Start of Input material

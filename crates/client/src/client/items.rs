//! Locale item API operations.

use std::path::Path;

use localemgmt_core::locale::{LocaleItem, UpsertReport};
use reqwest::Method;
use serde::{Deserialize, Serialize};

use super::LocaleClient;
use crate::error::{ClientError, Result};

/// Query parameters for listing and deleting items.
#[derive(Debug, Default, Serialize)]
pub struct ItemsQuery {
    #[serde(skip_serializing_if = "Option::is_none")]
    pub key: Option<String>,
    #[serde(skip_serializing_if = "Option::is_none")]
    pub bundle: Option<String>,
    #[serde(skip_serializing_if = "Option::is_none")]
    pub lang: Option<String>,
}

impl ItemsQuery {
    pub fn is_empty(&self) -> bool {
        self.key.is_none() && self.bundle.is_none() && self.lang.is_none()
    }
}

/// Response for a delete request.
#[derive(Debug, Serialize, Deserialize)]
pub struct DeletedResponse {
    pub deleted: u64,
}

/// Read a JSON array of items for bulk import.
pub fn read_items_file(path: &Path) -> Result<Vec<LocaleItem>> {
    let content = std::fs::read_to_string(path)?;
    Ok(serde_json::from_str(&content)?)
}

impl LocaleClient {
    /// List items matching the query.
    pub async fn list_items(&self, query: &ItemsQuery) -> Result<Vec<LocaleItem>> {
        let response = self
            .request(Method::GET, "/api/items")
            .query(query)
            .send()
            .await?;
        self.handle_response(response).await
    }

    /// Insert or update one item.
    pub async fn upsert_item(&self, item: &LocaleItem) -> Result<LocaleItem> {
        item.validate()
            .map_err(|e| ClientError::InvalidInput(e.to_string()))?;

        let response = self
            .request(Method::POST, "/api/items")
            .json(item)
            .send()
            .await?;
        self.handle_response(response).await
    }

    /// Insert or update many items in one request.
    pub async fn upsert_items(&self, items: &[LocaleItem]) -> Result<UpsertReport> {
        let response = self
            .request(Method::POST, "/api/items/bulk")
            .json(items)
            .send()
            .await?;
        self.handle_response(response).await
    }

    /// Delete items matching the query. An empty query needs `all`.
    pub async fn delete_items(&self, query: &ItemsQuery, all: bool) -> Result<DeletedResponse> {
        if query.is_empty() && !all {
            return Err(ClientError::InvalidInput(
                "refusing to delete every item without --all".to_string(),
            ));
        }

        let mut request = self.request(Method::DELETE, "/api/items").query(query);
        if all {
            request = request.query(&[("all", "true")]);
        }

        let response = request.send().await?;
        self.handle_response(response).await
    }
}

End of Input material
Start of Input material

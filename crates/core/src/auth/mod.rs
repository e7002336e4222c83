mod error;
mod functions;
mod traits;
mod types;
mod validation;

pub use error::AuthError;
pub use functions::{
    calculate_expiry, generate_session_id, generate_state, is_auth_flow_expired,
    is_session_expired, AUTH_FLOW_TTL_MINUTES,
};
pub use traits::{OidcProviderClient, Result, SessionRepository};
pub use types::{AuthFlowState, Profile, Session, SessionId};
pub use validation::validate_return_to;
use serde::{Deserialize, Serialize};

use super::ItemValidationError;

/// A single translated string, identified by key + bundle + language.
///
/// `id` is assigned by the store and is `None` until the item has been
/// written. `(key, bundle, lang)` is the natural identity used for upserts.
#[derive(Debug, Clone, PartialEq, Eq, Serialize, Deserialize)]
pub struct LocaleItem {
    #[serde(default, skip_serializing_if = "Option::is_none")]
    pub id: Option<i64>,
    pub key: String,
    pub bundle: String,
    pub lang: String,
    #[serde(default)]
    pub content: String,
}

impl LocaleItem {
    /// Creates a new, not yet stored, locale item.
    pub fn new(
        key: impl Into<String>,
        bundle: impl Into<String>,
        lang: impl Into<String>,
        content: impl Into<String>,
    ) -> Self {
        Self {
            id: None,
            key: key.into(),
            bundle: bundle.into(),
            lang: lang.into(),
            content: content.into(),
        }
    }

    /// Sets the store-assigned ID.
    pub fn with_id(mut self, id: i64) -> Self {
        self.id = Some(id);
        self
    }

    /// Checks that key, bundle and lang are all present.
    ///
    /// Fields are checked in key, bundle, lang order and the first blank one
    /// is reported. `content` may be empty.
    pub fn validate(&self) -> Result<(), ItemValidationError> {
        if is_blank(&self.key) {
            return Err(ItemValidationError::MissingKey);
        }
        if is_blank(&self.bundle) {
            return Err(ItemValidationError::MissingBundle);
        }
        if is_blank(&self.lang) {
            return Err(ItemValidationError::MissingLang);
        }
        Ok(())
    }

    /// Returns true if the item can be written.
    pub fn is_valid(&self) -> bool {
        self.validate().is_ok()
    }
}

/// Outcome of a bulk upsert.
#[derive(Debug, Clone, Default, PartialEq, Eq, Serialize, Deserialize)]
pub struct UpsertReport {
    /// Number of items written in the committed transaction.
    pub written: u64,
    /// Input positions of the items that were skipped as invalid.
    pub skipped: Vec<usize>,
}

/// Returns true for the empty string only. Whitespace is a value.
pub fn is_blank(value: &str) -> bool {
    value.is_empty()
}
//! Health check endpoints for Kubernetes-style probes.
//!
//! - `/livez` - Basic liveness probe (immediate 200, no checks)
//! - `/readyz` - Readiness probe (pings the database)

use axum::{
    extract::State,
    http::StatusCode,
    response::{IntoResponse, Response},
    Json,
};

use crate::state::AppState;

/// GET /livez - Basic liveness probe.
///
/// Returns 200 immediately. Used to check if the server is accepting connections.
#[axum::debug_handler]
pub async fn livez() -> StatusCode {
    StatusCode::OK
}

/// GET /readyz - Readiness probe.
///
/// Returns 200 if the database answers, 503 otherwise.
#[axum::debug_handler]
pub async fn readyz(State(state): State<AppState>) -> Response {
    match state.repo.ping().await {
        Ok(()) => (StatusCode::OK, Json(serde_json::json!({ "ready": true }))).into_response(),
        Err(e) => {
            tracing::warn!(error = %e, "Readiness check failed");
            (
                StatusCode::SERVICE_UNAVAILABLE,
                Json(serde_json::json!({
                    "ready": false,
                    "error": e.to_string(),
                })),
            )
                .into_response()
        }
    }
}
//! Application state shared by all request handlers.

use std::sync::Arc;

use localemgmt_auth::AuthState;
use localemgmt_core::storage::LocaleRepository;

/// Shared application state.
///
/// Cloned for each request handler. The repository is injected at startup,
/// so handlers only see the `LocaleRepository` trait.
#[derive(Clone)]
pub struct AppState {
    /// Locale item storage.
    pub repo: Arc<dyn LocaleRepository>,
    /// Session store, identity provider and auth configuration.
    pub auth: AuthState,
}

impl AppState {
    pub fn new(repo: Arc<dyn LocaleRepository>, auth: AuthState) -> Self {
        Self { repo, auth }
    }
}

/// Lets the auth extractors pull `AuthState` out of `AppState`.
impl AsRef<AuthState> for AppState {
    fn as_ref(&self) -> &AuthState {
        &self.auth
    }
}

End of Input material

Problem statement: The required output is every line above from the one with "filename crates/client/src/client/items.rs" down to the one with "pub struct DeletedResponse", restated word for word, ends included.

Answer for this exercise:
filename crates/client/src/client/items.rs
//! Locale item API operations.

use std::path::Path;

use localemgmt_core::locale::{LocaleItem, UpsertReport};
use reqwest::Method;
use serde::{Deserialize, Serialize};

use super::LocaleClient;
use crate::error::{ClientError, Result};

/// Query parameters for listing and deleting items.
#[derive(Debug, Default, Serialize)]
pub struct ItemsQuery {
    #[serde(skip_serializing_if = "Option::is_none")]
    pub key: Option<String>,
    #[serde(skip_serializing_if = "Option::is_none")]
    pub bundle: Option<String>,
    #[serde(skip_serializing_if = "Option::is_none")]
    pub lang: Option<String>,
}

impl ItemsQuery {
    pub fn is_empty(&self) -> bool {
        self.key.is_none() && self.bundle.is_none() && self.lang.is_none()
    }
}

/// Response for a delete request.
#[derive(Debug, Serialize, Deserialize)]
pub struct DeletedResponse {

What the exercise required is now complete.